Como um gerente de produto pode avaliar a qualidade de um produto de AI: guia de evals
Evals — a avaliação da qualidade de um produto de AI — de repente se tornou a principal habilidade para gerentes de produto. Executivos da Anthropic e da…
Processado por IA de Habr AI; editado por Hamidun News
Evals — avaliação da qualidade de um produto LLM — de repente se tornaram a habilidade mais discutida entre gerentes de produto em empresas de IA. Executivos seniores da Anthropic e OpenAI abertamente chamam a capacidade de construir sistemas de avaliação de uma competência-chave para qualquer gerente de produto trabalhando com modelos de linguagem. No podcast de Lenny Rachitsky, os pesquisadores Hamil Hussein e Shreya Shankar desmembraram como PMs devem abordar a avaliação de um produto de IA — e por que intuição não funciona aqui.
O que é um eval e por que é necessário
Um eval é uma verificação sistemática de quão bem um modelo de linguagem executa uma tarefa específica no contexto específico do seu produto. Diferente dos testes clássicos de software, onde uma resposta está certa ou errada, em produtos LLM a resposta quase sempre fica em algum lugar no meio. A mesma consulta pode produzir dezenas de respostas diferentes, mas igualmente aceitáveis — e o trabalho do PM é entender qual é melhor para um usuário específico em uma situação específica.
A maioria das equipes no início avalia modelos subjetivamente: olham alguns exemplos e tiram conclusões. Isso funciona para funções simples, mas quebra completamente ao escalar. Quando um produto recebe um milhão de solicitações por dia, revisão manual é impossível — você precisa de um sistema que funciona automaticamente e reproduzivelmente.
Três níveis de avaliação de um produto de IA
Especialistas recomendam construir evals em três camadas consecutivas.
O primeiro é definir critérios de sucesso. Antes de medir qualquer coisa, um PM deve responder a pergunta: o que significa uma "boa resposta" para nosso produto? Pode ser precisão factual, alinhamento de tom de marca, comprimento, estrutura, ausência de toxicidade ou segurança. Sem essa etapa, qualquer métrica é sem sentido — você estará medindo algo que não importa ao usuário.
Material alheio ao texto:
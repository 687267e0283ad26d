use sea_orm_migration::{prelude::*, schema::*};

#[derive(DeriveMigrationName)]
pub struct Migration;

#[async_trait::async_trait]
impl MigrationTrait for Migration {
    async fn up(&self, manager: &SchemaManager) -> Result<(), DbErr> {
        manager
            .create_table(
                Table::create()
                    .table(Events::Table)
                    .if_not_exists()
                    .col(pk_auto(Events::Id))
                    .col(string(Events::Name))
                    .col(date(Events::StartDate))
                    .col(date(Events::EndDate))
                    .col(string(Events::MeetingPoint))
                    .col(string(Events::Location))
                    .col(string(Events::Cost))
                    .col(text(Events::AdditionalInfo))
                    .col(big_integer(Events::Version).default(0))
                    .to_owned(),
            )
            .await
    }

    async fn down(&self, manager: &SchemaManager) -> Result<(), DbErr> {
        manager
            .drop_table(Table::drop().table(Events::Table).to_owned())
            .await
    }
}

#[derive(DeriveIden)]
pub enum Events {
    Table,
    Id,
    Name,
    StartDate,
    EndDate,
    MeetingPoint,
    Location,
    Cost,
    AdditionalInfo,
    Version,
}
O segundo nível é montar um "conjunto ouro". Esta é uma coleção de consultas de exemplo com respostas ideais, criadas manualmente ou selecionadas de dados reais. O modelo é testado contra esse conjunto a cada atualização. A qualidade do conjunto ouro determina diretamente a qualidade de todo o sistema de avaliação — este é tanto o principal desafio quanto a principal responsabilidade do PM.
O terceiro nível é automatizar a avaliação. Nesta etapa, a equipe constrói um pipeline: uma nova versão do modelo ou prompt é executada através do conjunto ouro, resultados são comparados com padrões — automaticamente ou usando um modelo de juiz, ou seja, outro LLM que avalia respostas. A regressão é imediatamente visível em números, não descoberta em feedback de usuários uma semana após o lançamento.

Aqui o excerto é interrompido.